__Activity__: Scan the data for "warn" and copy each matching line.

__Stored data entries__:
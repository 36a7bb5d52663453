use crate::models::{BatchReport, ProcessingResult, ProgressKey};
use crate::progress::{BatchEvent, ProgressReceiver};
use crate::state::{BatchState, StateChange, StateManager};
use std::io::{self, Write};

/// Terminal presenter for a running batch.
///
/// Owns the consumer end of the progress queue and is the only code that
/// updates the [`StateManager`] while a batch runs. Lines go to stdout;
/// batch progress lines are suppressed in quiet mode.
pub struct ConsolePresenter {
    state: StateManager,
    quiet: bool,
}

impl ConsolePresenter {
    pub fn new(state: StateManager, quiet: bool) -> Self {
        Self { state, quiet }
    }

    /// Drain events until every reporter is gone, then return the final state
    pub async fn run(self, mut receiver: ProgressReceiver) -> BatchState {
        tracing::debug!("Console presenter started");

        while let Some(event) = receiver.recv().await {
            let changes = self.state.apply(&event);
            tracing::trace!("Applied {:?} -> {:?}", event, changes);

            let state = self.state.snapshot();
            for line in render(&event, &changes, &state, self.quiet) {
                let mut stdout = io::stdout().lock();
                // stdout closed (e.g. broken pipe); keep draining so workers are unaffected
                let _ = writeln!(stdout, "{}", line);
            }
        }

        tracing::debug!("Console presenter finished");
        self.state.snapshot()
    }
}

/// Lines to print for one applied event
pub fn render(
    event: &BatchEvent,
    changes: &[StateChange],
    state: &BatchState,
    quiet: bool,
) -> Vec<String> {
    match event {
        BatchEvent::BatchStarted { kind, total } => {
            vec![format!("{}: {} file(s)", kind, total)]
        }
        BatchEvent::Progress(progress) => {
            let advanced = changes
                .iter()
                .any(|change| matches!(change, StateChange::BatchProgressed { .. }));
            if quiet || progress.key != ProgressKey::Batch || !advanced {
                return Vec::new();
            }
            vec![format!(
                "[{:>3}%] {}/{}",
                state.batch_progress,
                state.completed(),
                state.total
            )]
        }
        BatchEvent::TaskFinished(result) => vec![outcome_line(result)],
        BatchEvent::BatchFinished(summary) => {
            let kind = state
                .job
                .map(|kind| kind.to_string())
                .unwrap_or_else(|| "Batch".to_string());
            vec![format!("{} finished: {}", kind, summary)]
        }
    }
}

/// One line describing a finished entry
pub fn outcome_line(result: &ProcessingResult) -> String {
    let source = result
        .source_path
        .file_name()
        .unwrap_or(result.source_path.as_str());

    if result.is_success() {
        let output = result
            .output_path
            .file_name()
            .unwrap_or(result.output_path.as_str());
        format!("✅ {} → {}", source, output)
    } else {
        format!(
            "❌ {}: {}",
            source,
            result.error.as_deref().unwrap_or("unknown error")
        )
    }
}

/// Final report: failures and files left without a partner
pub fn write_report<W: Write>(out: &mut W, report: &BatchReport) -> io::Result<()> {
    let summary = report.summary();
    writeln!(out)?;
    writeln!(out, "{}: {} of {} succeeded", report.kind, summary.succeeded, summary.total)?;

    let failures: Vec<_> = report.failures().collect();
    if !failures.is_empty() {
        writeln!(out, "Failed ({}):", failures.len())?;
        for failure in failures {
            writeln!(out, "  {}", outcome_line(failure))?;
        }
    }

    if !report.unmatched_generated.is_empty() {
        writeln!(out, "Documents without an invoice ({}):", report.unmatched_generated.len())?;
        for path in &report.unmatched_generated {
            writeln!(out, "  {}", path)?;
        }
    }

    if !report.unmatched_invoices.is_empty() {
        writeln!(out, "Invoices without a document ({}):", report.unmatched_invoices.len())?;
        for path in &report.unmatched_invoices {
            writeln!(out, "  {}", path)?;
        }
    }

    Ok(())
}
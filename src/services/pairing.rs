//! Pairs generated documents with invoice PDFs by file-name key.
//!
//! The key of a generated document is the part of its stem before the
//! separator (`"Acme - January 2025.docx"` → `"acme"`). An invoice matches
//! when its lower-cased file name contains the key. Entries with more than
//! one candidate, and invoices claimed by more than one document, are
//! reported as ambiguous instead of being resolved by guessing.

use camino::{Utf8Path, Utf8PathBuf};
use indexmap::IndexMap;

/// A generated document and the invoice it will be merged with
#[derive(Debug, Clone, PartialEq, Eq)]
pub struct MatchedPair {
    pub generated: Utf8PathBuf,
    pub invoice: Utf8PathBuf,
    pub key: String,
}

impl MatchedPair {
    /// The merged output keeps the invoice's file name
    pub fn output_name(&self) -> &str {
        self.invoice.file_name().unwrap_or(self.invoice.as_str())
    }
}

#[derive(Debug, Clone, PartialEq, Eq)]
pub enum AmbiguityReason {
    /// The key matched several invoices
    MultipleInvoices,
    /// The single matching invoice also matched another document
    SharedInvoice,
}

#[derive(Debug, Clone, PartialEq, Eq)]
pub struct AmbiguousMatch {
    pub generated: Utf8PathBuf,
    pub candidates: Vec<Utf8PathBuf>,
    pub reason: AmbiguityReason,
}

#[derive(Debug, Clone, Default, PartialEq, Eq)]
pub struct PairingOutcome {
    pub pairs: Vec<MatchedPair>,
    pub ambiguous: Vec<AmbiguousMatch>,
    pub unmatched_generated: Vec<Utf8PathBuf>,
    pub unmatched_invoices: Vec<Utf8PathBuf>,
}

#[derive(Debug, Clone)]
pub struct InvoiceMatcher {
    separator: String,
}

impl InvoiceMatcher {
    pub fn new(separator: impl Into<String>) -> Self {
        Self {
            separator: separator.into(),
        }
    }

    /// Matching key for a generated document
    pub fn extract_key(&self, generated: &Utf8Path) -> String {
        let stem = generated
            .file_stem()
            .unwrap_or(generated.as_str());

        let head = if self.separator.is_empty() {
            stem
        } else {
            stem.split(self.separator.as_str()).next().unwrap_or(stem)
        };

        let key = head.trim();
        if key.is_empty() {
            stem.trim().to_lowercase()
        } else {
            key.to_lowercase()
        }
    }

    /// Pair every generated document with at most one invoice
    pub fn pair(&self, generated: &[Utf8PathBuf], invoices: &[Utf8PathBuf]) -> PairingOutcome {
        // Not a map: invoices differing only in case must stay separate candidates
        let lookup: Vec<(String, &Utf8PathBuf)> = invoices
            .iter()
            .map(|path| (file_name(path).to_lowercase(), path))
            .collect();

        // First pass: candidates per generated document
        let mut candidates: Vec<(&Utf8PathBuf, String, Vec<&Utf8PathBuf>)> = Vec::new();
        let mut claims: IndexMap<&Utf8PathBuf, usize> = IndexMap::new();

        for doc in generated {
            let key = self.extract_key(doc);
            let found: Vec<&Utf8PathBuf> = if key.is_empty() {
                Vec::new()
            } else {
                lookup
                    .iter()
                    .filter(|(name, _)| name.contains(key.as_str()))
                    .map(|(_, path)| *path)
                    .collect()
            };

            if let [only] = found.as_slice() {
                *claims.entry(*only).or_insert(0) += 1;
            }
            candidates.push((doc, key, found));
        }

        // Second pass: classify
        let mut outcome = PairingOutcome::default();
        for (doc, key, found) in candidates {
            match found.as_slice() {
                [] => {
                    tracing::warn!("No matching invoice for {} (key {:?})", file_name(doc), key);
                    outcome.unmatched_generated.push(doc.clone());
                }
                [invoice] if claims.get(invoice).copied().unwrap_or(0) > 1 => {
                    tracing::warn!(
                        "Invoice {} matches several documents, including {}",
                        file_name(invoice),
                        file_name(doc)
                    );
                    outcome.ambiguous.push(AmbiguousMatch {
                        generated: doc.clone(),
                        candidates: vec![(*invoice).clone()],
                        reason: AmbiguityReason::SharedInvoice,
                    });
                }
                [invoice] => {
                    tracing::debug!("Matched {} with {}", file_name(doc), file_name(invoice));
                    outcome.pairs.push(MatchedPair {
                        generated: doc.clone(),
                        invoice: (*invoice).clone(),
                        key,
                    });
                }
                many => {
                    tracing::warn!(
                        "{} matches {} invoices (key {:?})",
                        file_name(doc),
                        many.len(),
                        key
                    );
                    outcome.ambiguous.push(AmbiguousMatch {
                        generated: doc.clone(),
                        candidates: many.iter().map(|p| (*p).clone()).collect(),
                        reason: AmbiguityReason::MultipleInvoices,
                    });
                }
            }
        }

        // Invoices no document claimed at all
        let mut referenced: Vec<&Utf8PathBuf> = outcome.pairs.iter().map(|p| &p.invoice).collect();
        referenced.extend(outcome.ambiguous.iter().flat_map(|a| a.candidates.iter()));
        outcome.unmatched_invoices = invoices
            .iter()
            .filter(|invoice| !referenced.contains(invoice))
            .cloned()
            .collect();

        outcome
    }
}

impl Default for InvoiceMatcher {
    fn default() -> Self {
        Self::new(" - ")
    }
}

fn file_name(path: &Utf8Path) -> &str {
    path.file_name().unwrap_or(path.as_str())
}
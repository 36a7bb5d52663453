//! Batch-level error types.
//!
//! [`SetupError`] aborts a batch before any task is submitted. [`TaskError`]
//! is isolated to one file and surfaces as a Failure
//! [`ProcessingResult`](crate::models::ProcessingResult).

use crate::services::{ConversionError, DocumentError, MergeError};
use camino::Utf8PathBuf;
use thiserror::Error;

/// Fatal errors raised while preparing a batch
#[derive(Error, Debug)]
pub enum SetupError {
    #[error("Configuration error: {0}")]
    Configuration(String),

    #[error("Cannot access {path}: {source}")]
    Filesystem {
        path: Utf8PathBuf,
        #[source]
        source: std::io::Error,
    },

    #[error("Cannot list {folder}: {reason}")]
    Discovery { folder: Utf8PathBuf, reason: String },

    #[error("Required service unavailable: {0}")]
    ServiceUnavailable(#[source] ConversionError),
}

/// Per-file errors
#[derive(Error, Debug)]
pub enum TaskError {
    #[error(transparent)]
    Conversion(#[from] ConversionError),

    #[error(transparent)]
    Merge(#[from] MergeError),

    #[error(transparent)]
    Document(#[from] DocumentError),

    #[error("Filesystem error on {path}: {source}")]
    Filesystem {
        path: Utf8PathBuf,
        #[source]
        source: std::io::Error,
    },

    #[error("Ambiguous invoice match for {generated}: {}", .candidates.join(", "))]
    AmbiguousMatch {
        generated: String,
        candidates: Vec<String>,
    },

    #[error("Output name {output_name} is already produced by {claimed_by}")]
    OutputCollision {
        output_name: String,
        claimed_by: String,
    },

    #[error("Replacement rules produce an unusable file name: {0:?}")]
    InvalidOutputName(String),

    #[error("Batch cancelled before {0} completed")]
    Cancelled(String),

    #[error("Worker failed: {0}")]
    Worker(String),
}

==

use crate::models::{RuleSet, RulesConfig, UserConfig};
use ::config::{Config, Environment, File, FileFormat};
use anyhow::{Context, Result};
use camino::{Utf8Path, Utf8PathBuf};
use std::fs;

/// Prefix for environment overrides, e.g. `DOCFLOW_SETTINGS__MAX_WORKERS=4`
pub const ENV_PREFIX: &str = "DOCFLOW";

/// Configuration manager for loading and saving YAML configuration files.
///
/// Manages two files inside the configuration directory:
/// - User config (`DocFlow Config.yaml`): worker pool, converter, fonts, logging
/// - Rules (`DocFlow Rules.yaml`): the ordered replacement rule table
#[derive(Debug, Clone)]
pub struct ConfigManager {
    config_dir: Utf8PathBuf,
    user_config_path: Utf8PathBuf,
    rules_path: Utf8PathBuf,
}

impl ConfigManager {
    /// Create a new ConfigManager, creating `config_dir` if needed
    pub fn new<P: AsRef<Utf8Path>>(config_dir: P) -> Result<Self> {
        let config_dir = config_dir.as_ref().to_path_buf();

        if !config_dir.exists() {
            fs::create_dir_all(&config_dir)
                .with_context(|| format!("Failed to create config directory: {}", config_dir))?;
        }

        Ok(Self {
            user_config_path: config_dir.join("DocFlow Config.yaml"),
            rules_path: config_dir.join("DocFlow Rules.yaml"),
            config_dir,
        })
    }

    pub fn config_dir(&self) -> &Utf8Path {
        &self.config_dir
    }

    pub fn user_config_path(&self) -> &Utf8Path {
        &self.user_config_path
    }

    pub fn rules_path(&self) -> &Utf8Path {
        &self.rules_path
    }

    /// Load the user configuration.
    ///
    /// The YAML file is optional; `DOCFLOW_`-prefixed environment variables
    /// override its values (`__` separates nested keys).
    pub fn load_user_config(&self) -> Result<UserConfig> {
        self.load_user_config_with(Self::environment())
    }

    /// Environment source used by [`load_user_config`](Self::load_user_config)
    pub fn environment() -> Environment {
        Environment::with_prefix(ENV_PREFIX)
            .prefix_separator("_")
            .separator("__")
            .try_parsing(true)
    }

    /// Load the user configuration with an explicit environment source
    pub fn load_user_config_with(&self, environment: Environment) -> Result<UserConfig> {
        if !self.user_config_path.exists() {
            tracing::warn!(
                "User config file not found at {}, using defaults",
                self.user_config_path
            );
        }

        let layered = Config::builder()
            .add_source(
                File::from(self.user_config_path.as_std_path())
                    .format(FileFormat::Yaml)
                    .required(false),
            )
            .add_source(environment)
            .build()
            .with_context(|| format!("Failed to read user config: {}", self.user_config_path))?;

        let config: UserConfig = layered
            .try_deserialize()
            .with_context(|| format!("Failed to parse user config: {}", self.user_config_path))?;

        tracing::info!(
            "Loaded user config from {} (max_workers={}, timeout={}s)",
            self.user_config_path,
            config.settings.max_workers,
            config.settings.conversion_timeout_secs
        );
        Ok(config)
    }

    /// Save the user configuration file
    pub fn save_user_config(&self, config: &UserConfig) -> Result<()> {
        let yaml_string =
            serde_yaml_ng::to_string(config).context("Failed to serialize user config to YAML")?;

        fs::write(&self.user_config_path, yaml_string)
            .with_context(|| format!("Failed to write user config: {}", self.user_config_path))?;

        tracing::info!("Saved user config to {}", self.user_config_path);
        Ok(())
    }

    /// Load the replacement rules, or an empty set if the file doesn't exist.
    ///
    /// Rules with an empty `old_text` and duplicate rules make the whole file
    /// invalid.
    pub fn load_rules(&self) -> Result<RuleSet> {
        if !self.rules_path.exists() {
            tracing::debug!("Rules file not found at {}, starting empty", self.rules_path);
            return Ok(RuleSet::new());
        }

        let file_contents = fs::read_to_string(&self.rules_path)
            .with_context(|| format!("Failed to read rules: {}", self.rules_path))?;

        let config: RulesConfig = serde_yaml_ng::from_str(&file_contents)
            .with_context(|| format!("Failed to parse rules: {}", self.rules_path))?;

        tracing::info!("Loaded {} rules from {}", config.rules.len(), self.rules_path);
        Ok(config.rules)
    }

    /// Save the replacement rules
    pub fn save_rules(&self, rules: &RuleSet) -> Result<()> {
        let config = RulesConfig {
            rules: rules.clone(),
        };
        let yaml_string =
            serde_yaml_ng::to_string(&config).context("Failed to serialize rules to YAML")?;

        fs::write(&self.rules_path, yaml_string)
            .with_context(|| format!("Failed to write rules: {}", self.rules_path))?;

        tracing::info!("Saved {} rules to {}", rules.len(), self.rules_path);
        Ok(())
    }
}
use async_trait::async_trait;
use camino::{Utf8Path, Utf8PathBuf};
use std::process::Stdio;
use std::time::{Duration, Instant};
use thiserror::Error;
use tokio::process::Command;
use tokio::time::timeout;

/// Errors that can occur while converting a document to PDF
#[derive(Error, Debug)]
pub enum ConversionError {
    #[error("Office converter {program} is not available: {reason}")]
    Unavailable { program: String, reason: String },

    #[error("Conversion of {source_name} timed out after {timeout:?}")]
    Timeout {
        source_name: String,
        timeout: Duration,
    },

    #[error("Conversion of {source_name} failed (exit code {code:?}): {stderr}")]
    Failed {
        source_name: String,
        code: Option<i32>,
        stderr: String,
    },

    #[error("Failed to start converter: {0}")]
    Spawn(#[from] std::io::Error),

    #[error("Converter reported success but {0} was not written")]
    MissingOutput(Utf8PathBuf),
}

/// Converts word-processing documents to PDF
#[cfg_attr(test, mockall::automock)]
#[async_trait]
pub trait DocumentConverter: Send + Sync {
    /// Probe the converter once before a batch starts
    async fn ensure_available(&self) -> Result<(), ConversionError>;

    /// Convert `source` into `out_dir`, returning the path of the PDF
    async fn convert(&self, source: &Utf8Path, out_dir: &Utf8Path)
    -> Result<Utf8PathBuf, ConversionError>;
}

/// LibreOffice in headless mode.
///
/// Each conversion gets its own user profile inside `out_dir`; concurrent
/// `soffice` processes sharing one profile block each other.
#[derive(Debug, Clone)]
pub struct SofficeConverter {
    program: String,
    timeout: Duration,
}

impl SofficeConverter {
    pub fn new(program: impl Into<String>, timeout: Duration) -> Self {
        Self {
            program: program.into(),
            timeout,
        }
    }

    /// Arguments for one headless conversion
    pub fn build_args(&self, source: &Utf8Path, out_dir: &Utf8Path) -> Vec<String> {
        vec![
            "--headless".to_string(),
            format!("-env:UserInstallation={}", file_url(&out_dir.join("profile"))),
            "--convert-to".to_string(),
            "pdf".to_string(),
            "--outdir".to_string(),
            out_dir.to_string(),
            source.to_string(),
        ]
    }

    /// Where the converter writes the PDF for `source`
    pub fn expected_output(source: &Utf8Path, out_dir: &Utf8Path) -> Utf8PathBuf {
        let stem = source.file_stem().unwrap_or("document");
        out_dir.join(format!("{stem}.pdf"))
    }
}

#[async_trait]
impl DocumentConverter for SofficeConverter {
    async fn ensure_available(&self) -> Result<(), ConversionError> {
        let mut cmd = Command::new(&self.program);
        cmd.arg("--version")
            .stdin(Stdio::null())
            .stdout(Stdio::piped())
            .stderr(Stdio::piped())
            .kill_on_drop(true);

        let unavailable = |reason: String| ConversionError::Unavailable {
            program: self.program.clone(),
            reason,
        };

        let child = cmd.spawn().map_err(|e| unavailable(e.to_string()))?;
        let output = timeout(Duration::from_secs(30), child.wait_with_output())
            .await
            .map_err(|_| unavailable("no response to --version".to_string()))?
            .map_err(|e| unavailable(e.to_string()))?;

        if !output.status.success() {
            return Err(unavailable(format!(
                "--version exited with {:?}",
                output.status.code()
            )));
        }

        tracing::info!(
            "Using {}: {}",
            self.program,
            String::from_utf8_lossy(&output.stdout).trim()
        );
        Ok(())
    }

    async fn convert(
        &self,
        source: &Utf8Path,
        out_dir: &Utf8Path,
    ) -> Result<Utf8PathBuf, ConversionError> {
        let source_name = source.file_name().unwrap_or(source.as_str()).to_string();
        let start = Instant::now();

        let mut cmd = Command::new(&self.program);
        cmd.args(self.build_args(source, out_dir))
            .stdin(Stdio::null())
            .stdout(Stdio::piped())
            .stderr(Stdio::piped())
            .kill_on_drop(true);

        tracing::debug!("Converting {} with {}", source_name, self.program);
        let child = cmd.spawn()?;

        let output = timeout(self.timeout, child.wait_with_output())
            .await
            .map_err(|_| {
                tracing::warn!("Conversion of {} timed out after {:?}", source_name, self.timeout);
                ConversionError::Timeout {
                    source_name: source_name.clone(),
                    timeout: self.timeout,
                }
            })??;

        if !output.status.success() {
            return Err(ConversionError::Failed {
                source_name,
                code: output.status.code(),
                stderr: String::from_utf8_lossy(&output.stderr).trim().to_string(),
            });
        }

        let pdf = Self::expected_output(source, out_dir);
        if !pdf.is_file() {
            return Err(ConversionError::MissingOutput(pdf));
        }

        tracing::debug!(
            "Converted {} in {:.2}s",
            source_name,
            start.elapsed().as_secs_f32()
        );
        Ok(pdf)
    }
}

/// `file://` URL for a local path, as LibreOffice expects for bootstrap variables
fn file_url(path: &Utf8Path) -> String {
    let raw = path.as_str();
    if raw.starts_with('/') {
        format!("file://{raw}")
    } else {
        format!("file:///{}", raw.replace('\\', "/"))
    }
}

__Problem solution__:
                    tracing::warn!("No matching invoice for {} (key {:?})", file_name(doc), key);
                    tracing::warn!(
                    tracing::warn!(
            tracing::warn!(
                tracing::warn!("Conversion of {} timed out after {:?}", source_name, self.timeout);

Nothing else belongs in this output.